▸ **Exercise instructions**
Only the lines of the data holding the string "LodgingCheck" need to be returned.

▶

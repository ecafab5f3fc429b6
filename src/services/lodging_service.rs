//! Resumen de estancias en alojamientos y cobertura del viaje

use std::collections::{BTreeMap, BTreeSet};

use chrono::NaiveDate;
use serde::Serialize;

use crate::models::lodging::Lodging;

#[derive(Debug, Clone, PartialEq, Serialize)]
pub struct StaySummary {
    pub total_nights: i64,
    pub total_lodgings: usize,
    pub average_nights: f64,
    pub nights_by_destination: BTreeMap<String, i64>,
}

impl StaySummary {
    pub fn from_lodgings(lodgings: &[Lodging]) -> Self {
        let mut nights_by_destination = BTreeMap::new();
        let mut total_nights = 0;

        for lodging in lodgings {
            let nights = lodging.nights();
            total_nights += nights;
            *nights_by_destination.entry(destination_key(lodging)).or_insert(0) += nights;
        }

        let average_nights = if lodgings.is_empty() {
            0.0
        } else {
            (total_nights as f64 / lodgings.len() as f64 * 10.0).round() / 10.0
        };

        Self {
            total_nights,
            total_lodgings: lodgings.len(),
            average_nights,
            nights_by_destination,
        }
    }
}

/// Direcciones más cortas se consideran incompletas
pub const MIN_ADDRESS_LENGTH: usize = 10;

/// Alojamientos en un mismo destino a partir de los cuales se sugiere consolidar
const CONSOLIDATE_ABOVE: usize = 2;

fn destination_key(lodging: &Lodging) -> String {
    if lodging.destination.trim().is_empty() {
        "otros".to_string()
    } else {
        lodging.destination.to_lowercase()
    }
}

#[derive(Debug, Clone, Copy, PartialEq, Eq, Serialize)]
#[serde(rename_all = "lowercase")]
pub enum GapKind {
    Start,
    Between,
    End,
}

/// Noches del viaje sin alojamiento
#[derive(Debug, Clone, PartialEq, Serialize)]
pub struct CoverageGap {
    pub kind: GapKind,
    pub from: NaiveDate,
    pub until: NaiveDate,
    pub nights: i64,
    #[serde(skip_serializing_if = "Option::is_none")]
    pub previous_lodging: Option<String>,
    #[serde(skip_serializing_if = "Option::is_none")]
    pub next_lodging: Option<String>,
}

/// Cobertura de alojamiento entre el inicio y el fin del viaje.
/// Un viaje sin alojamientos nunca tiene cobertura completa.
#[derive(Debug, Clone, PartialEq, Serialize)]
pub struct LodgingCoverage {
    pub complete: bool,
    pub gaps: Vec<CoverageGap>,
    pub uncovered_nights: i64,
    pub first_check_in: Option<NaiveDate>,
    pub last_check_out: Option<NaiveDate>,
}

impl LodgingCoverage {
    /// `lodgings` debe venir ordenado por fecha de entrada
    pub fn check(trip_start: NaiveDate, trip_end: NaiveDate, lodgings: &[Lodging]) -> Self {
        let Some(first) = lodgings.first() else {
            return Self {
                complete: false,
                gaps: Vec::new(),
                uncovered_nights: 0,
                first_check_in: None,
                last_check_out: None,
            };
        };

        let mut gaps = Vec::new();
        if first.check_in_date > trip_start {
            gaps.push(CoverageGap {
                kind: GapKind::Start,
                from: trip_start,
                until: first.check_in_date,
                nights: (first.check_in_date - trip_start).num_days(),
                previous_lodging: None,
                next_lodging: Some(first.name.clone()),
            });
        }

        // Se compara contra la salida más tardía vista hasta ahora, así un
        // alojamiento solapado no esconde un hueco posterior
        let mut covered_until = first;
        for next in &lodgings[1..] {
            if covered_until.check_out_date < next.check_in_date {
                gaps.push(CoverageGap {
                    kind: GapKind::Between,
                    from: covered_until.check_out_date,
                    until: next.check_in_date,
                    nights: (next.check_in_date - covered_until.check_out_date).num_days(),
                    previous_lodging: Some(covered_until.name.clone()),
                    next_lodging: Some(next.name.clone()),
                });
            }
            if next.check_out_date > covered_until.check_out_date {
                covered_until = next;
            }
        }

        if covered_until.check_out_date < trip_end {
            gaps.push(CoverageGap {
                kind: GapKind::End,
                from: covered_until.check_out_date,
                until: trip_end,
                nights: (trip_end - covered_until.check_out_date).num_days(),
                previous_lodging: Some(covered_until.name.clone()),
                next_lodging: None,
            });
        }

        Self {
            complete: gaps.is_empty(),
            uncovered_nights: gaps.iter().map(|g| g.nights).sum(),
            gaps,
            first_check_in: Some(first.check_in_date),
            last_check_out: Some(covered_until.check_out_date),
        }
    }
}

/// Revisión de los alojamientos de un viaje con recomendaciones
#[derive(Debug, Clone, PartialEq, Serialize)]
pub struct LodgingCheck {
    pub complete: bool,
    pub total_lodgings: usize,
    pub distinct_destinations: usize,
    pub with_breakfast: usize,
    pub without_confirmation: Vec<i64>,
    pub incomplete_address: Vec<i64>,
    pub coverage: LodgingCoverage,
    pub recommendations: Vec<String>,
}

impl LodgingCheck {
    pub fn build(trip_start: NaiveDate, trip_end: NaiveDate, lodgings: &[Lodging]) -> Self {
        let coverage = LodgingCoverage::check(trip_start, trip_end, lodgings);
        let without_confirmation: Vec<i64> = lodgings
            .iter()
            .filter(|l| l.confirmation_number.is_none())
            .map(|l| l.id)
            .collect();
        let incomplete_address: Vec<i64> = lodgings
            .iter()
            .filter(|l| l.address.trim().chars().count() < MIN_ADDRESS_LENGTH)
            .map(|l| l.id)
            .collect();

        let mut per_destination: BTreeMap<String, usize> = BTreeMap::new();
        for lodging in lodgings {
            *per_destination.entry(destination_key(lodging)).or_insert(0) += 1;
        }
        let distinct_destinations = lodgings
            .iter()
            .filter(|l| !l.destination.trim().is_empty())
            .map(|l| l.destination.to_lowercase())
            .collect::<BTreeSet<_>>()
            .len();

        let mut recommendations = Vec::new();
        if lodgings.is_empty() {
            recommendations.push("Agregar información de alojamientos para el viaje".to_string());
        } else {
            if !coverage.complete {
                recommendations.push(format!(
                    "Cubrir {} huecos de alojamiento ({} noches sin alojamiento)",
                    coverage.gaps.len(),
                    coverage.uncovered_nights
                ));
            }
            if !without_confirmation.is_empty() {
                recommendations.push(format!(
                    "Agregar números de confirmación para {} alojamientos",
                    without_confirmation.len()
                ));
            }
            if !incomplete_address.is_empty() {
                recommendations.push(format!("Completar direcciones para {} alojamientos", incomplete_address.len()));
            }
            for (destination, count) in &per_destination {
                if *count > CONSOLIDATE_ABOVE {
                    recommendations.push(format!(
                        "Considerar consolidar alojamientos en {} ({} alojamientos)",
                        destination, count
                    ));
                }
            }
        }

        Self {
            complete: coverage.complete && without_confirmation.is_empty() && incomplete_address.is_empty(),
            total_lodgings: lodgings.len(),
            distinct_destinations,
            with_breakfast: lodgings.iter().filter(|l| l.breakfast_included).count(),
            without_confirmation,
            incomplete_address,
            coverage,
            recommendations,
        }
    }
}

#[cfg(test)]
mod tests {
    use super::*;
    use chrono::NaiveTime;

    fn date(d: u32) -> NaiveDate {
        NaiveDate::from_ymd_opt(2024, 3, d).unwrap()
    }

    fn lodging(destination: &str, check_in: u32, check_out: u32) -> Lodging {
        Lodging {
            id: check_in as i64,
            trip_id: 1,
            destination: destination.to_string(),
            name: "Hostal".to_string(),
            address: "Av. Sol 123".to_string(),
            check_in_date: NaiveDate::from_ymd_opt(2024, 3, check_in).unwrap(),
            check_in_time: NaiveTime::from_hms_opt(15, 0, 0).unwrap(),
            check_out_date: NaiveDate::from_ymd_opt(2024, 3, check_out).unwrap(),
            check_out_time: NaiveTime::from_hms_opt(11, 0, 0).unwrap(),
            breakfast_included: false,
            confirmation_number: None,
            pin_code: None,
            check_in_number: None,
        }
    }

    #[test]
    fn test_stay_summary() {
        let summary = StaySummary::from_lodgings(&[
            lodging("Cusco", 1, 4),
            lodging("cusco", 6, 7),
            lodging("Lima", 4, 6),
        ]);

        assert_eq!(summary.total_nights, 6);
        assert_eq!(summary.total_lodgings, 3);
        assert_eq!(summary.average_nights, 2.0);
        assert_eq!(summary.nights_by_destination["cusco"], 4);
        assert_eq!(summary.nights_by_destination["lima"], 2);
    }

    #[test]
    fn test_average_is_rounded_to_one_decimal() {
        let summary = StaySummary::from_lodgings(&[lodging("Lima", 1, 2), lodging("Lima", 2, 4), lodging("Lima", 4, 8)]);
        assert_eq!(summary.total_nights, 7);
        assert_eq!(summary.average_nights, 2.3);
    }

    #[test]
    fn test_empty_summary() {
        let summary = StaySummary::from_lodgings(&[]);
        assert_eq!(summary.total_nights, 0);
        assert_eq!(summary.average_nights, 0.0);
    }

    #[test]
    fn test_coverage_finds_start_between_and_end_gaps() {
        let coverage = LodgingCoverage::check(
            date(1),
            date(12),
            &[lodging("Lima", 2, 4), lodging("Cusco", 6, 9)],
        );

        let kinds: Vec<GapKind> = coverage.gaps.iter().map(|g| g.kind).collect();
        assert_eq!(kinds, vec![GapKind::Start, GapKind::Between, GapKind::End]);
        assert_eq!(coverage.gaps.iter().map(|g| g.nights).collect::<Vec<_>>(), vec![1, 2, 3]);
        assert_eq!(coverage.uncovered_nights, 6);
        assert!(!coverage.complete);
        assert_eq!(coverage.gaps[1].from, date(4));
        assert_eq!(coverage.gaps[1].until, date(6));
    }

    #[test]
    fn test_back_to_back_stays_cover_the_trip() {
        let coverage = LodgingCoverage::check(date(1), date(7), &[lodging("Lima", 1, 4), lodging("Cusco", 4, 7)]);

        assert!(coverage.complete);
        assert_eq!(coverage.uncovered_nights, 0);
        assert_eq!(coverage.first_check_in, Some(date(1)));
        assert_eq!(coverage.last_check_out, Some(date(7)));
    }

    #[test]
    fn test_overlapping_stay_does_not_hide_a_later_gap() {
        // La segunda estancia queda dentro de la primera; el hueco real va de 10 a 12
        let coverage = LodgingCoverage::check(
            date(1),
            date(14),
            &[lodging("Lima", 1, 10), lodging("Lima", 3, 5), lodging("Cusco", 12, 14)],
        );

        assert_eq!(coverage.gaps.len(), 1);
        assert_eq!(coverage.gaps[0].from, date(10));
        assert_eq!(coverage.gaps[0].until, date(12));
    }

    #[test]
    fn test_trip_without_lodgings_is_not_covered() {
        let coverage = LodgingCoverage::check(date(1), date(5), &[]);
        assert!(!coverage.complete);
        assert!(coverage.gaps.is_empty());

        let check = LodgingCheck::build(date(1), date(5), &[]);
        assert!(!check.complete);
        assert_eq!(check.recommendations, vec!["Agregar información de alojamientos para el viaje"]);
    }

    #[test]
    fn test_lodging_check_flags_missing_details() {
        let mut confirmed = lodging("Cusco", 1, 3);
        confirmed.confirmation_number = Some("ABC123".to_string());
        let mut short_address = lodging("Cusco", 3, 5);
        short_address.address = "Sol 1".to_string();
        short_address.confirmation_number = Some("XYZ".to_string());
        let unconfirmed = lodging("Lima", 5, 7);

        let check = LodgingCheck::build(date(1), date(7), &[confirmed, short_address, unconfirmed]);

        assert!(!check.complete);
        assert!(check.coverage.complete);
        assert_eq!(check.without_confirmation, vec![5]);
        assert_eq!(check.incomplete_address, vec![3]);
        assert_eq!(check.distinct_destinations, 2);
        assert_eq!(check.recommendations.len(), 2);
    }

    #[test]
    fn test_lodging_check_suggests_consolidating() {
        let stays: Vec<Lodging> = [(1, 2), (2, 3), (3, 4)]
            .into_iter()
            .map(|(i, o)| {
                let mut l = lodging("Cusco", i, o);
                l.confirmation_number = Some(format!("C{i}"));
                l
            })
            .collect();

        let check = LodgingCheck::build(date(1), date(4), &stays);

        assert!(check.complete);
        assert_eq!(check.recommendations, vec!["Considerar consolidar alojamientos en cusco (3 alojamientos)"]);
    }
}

◀

▸ **Task solution**
pub struct LodgingCheck {
impl LodgingCheck {
        let check = LodgingCheck::build(date(1), date(5), &[]);
        let check = LodgingCheck::build(date(1), date(7), &[confirmed, short_address, unconfirmed]);
        let check = LodgingCheck::build(date(1), date(4), &stays);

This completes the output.